[PROBLEM STATEMENT] Reprint the listing. Every line must match the original exactly.

[EXERCISE DATA]

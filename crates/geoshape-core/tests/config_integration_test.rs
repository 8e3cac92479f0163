//! Integration tests for layered configuration
//!
//! Precedence: CLI arguments > Environment variables > Config file > Defaults

use geoshape_core::config::{CliConfigOverrides, ConfigSource, LayeredConfig};
use geoshape_core::{GeoshapeError, OverridePolicy};
use serial_test::serial;
use std::env;
use std::fs;
use std::io::Write;
use tempfile::{NamedTempFile, TempDir};

fn clear_env() {
    env::remove_var("GEOSHAPE_DEFAULT_CRS");
    env::remove_var("GEOSHAPE_ALLOW_OVERRIDE");
    env::remove_var("GEOSHAPE_PRECISION");
}

#[test]
fn test_partial_file_configuration() {
    let mut file = NamedTempFile::new().unwrap();
    writeln!(
        file,
        r#"
default_crs = "urn:ogc:def:crs:EPSG::3857"
# Only the CRS, everything else stays default
"#
    )
    .unwrap();

    let config = LayeredConfig::with_defaults().load_from_file(file.path()).unwrap();

    assert_eq!(config.default_crs.value.as_deref(), Some("EPSG:3857"));
    assert_eq!(config.default_crs.source, ConfigSource::File);
    assert_eq!(config.override_policy.value, OverridePolicy::Reject);
    assert_eq!(config.override_policy.source, ConfigSource::Default);
    assert_eq!(config.precision.source, ConfigSource::Default);
}

#[test]
#[serial]
fn test_environment_overrides_file() {
    clear_env();
    env::set_var("GEOSHAPE_DEFAULT_CRS", "epsg:32748");
    env::set_var("GEOSHAPE_ALLOW_OVERRIDE", "true");
    env::set_var("GEOSHAPE_PRECISION", "2");

    let mut file = NamedTempFile::new().unwrap();
    writeln!(
        file,
        r#"
default_crs = "EPSG:3857"
allow_override = false
precision = 9
"#
    )
    .unwrap();

    let config = LayeredConfig::with_defaults()
        .load_from_file(file.path())
        .unwrap()
        .load_from_env();

    assert_eq!(config.default_crs.value.as_deref(), Some("EPSG:32748"));
    assert_eq!(config.default_crs.source, ConfigSource::Environment);
    assert_eq!(config.override_policy.value, OverridePolicy::Allow);
    assert_eq!(config.precision.value, 2);
    assert_eq!(config.precision.source, ConfigSource::Environment);

    clear_env();
}

#[test]
#[serial]
fn test_invalid_environment_values_are_ignored() {
    clear_env();
    env::set_var("GEOSHAPE_DEFAULT_CRS", "   ");
    env::set_var("GEOSHAPE_ALLOW_OVERRIDE", "sometimes");
    env::set_var("GEOSHAPE_PRECISION", "many");

    let config = LayeredConfig::with_defaults().load_from_env();

    assert_eq!(config.default_crs.source, ConfigSource::Default);
    assert_eq!(config.override_policy.source, ConfigSource::Default);
    assert_eq!(config.precision.source, ConfigSource::Default);

    clear_env();
}

#[test]
#[serial]
fn test_configuration_precedence_order() {
    clear_env();
    env::set_var("GEOSHAPE_DEFAULT_CRS", "EPSG:32748");

    let mut file = NamedTempFile::new().unwrap();
    writeln!(file, "default_crs = \"EPSG:3857\"").unwrap();

    let mut config = LayeredConfig::with_defaults()
        .load_from_file(file.path())
        .unwrap()
        .load_from_env();

    assert_eq!(config.default_crs.value.as_deref(), Some("EPSG:32748"));
    assert_eq!(config.default_crs.source, ConfigSource::Environment);

    config.update_from_cli(CliConfigOverrides {
        default_crs: Some("EPSG:4326".to_string()),
        ..Default::default()
    });

    assert_eq!(config.default_crs.value.as_deref(), Some("EPSG:4326"));
    assert_eq!(config.default_crs.source, ConfigSource::Cli);

    assert!(ConfigSource::Cli.precedence() > ConfigSource::Environment.precedence());
    assert!(ConfigSource::Environment.precedence() > ConfigSource::File.precedence());
    assert!(ConfigSource::File.precedence() > ConfigSource::Default.precedence());

    clear_env();
}

#[test]
fn test_configuration_source_tracking() {
    let mut file = NamedTempFile::new().unwrap();
    writeln!(file, "default_crs = \"epsg:3857\"\nprecision = 4").unwrap();

    let config = LayeredConfig::with_defaults().load_from_file(file.path()).unwrap();
    let inspection_map = config.to_inspection_map();

    let (crs_value, crs_source) = &inspection_map["default_crs"];
    assert_eq!(crs_value, "EPSG:3857");
    assert_eq!(*crs_source, ConfigSource::File);

    let (policy_value, policy_source) = &inspection_map["override_policy"];
    assert_eq!(policy_value, "Reject");
    assert_eq!(*policy_source, ConfigSource::Default);
}

#[test]
fn test_invalid_default_crs_in_file() {
    let mut file = NamedTempFile::new().unwrap();
    writeln!(file, "default_crs = \"\"").unwrap();

    let result = LayeredConfig::with_defaults().load_from_file(file.path());

    assert!(matches!(result, Err(GeoshapeError::ConfigInvalid { .. })));
}

#[test]
fn test_invalid_toml_file() {
    let mut file = NamedTempFile::new().unwrap();
    writeln!(file, "invalid toml content [[[").unwrap();

    let result = LayeredConfig::with_defaults().load_from_file(file.path());

    assert!(result.is_err());
}

#[test]
fn test_missing_config_file() {
    let temp_dir = TempDir::new().unwrap();
    let non_existent = temp_dir.path().join("does_not_exist.toml");

    let result = LayeredConfig::with_defaults().load_from_file(&non_existent);

    match result {
        Err(GeoshapeError::Io(e)) => assert_eq!(e.kind(), std::io::ErrorKind::NotFound),
        other => panic!("expected an IO error, got {:?}", other.map(|_| ())),
    }
}

#[test]
#[serial]
fn test_full_configuration_workflow() {
    clear_env();

    let temp_dir = TempDir::new().unwrap();
    let config_path = temp_dir.path().join("geoshape.toml");
    fs::write(
        &config_path,
        r#"
default_crs = "EPSG:3857"
allow_override = true
precision = 8
"#,
    )
    .unwrap();

    env::set_var("GEOSHAPE_PRECISION", "3");

    let mut config = LayeredConfig::with_defaults()
        .load_from_file(&config_path)
        .unwrap()
        .load_from_env();

    assert_eq!(config.default_crs.source, ConfigSource::File);
    assert_eq!(config.override_policy.value, OverridePolicy::Allow);
    assert_eq!(config.precision.value, 3);
    assert_eq!(config.precision.source, ConfigSource::Environment);

    config.update_from_cli(CliConfigOverrides {
        override_policy: Some(OverridePolicy::Reject),
        ..Default::default()
    });

    assert_eq!(config.override_policy.value, OverridePolicy::Reject);
    assert_eq!(config.override_policy.source, ConfigSource::Cli);
    assert_eq!(config.precision.value, 3);
    assert_eq!(
        config.default_crs().unwrap().and_then(|crs| crs.epsg()),
        Some(3857)
    );

    clear_env();
}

[WRITTEN ANSWER]
filename crates/geoshape-core/tests/config_integration_test.rs
repository 8e3cac92479f0163
//! Integration tests for layered configuration
//!
//! Precedence: CLI arguments > Environment variables > Config file > Defaults

use geoshape_core::config::{CliConfigOverrides, ConfigSource, LayeredConfig};
use geoshape_core::{GeoshapeError, OverridePolicy};
use serial_test::serial;
use std::env;
use std::fs;
use std::io::Write;
use tempfile::{NamedTempFile, TempDir};

fn clear_env() {
    env::remove_var("GEOSHAPE_DEFAULT_CRS");
    env::remove_var("GEOSHAPE_ALLOW_OVERRIDE");
    env::remove_var("GEOSHAPE_PRECISION");
}

#[test]
fn test_partial_file_configuration() {
    let mut file = NamedTempFile::new().unwrap();
    writeln!(
        file,
        r#"
default_crs = "urn:ogc:def:crs:EPSG::3857"
# Only the CRS, everything else stays default
"#
    )
    .unwrap();

    let config = LayeredConfig::with_defaults().load_from_file(file.path()).unwrap();

    assert_eq!(config.default_crs.value.as_deref(), Some("EPSG:3857"));
    assert_eq!(config.default_crs.source, ConfigSource::File);
    assert_eq!(config.override_policy.value, OverridePolicy::Reject);
    assert_eq!(config.override_policy.source, ConfigSource::Default);
    assert_eq!(config.precision.source, ConfigSource::Default);
}

#[test]
#[serial]
fn test_environment_overrides_file() {
    clear_env();
    env::set_var("GEOSHAPE_DEFAULT_CRS", "epsg:32748");
    env::set_var("GEOSHAPE_ALLOW_OVERRIDE", "true");
    env::set_var("GEOSHAPE_PRECISION", "2");

    let mut file = NamedTempFile::new().unwrap();
    writeln!(
        file,
        r#"
default_crs = "EPSG:3857"
allow_override = false
precision = 9
"#
    )
    .unwrap();

    let config = LayeredConfig::with_defaults()
        .load_from_file(file.path())
        .unwrap()
        .load_from_env();

    assert_eq!(config.default_crs.value.as_deref(), Some("EPSG:32748"));
    assert_eq!(config.default_crs.source, ConfigSource::Environment);
    assert_eq!(config.override_policy.value, OverridePolicy::Allow);
    assert_eq!(config.precision.value, 2);
    assert_eq!(config.precision.source, ConfigSource::Environment);

    clear_env();
}

#[test]
#[serial]
fn test_invalid_environment_values_are_ignored() {
    clear_env();
    env::set_var("GEOSHAPE_DEFAULT_CRS", "   ");
    env::set_var("GEOSHAPE_ALLOW_OVERRIDE", "sometimes");
    env::set_var("GEOSHAPE_PRECISION", "many");

    let config = LayeredConfig::with_defaults().load_from_env();

    assert_eq!(config.default_crs.source, ConfigSource::Default);
    assert_eq!(config.override_policy.source, ConfigSource::Default);
    assert_eq!(config.precision.source, ConfigSource::Default);

    clear_env();
}

#[test]
#[serial]
fn test_configuration_precedence_order() {
    clear_env();
    env::set_var("GEOSHAPE_DEFAULT_CRS", "EPSG:32748");

    let mut file = NamedTempFile::new().unwrap();
    writeln!(file, "default_crs = \"EPSG:3857\"").unwrap();

    let mut config = LayeredConfig::with_defaults()
        .load_from_file(file.path())
        .unwrap()
        .load_from_env();

    assert_eq!(config.default_crs.value.as_deref(), Some("EPSG:32748"));
    assert_eq!(config.default_crs.source, ConfigSource::Environment);

    config.update_from_cli(CliConfigOverrides {
        default_crs: Some("EPSG:4326".to_string()),
        ..Default::default()
    });

    assert_eq!(config.default_crs.value.as_deref(), Some("EPSG:4326"));
    assert_eq!(config.default_crs.source, ConfigSource::Cli);

    assert!(ConfigSource::Cli.precedence() > ConfigSource::Environment.precedence());
    assert!(ConfigSource::Environment.precedence() > ConfigSource::File.precedence());
    assert!(ConfigSource::File.precedence() > ConfigSource::Default.precedence());

    clear_env();
}

#[test]
fn test_configuration_source_tracking() {
    let mut file = NamedTempFile::new().unwrap();
    writeln!(file, "default_crs = \"epsg:3857\"\nprecision = 4").unwrap();

    let config = LayeredConfig::with_defaults().load_from_file(file.path()).unwrap();
    let inspection_map = config.to_inspection_map();

    let (crs_value, crs_source) = &inspection_map["default_crs"];
    assert_eq!(crs_value, "EPSG:3857");
    assert_eq!(*crs_source, ConfigSource::File);

    let (policy_value, policy_source) = &inspection_map["override_policy"];
    assert_eq!(policy_value, "Reject");
    assert_eq!(*policy_source, ConfigSource::Default);
}

#[test]
fn test_invalid_default_crs_in_file() {
    let mut file = NamedTempFile::new().unwrap();
    writeln!(file, "default_crs = \"\"").unwrap();

    let result = LayeredConfig::with_defaults().load_from_file(file.path());

    assert!(matches!(result, Err(GeoshapeError::ConfigInvalid { .. })));
}

#[test]
fn test_invalid_toml_file() {
    let mut file = NamedTempFile::new().unwrap();
    writeln!(file, "invalid toml content [[[").unwrap();

    let result = LayeredConfig::with_defaults().load_from_file(file.path());

    assert!(result.is_err());
}

#[test]
fn test_missing_config_file() {
    let temp_dir = TempDir::new().unwrap();
    let non_existent = temp_dir.path().join("does_not_exist.toml");

    let result = LayeredConfig::with_defaults().load_from_file(&non_existent);

    match result {
        Err(GeoshapeError::Io(e)) => assert_eq!(e.kind(), std::io::ErrorKind::NotFound),
        other => panic!("expected an IO error, got {:?}", other.map(|_| ())),
    }
}

#[test]
#[serial]
fn test_full_configuration_workflow() {
    clear_env();

    let temp_dir = TempDir::new().unwrap();
    let config_path = temp_dir.path().join("geoshape.toml");
    fs::write(
        &config_path,
        r#"
default_crs = "EPSG:3857"
allow_override = true
precision = 8
"#,
    )
    .unwrap();

    env::set_var("GEOSHAPE_PRECISION", "3");

    let mut config = LayeredConfig::with_defaults()
        .load_from_file(&config_path)
        .unwrap()
        .load_from_env();

    assert_eq!(config.default_crs.source, ConfigSource::File);
    assert_eq!(config.override_policy.value, OverridePolicy::Allow);
    assert_eq!(config.precision.value, 3);
    assert_eq!(config.precision.source, ConfigSource::Environment);

    config.update_from_cli(CliConfigOverrides {
        override_policy: Some(OverridePolicy::Reject),
        ..Default::default()
    });

    assert_eq!(config.override_policy.value, OverridePolicy::Reject);
    assert_eq!(config.override_policy.source, ConfigSource::Cli);
    assert_eq!(config.precision.value, 3);
    assert_eq!(
        config.default_crs().unwrap().and_then(|crs| crs.epsg()),
        Some(3857)
    );

    clear_env();
}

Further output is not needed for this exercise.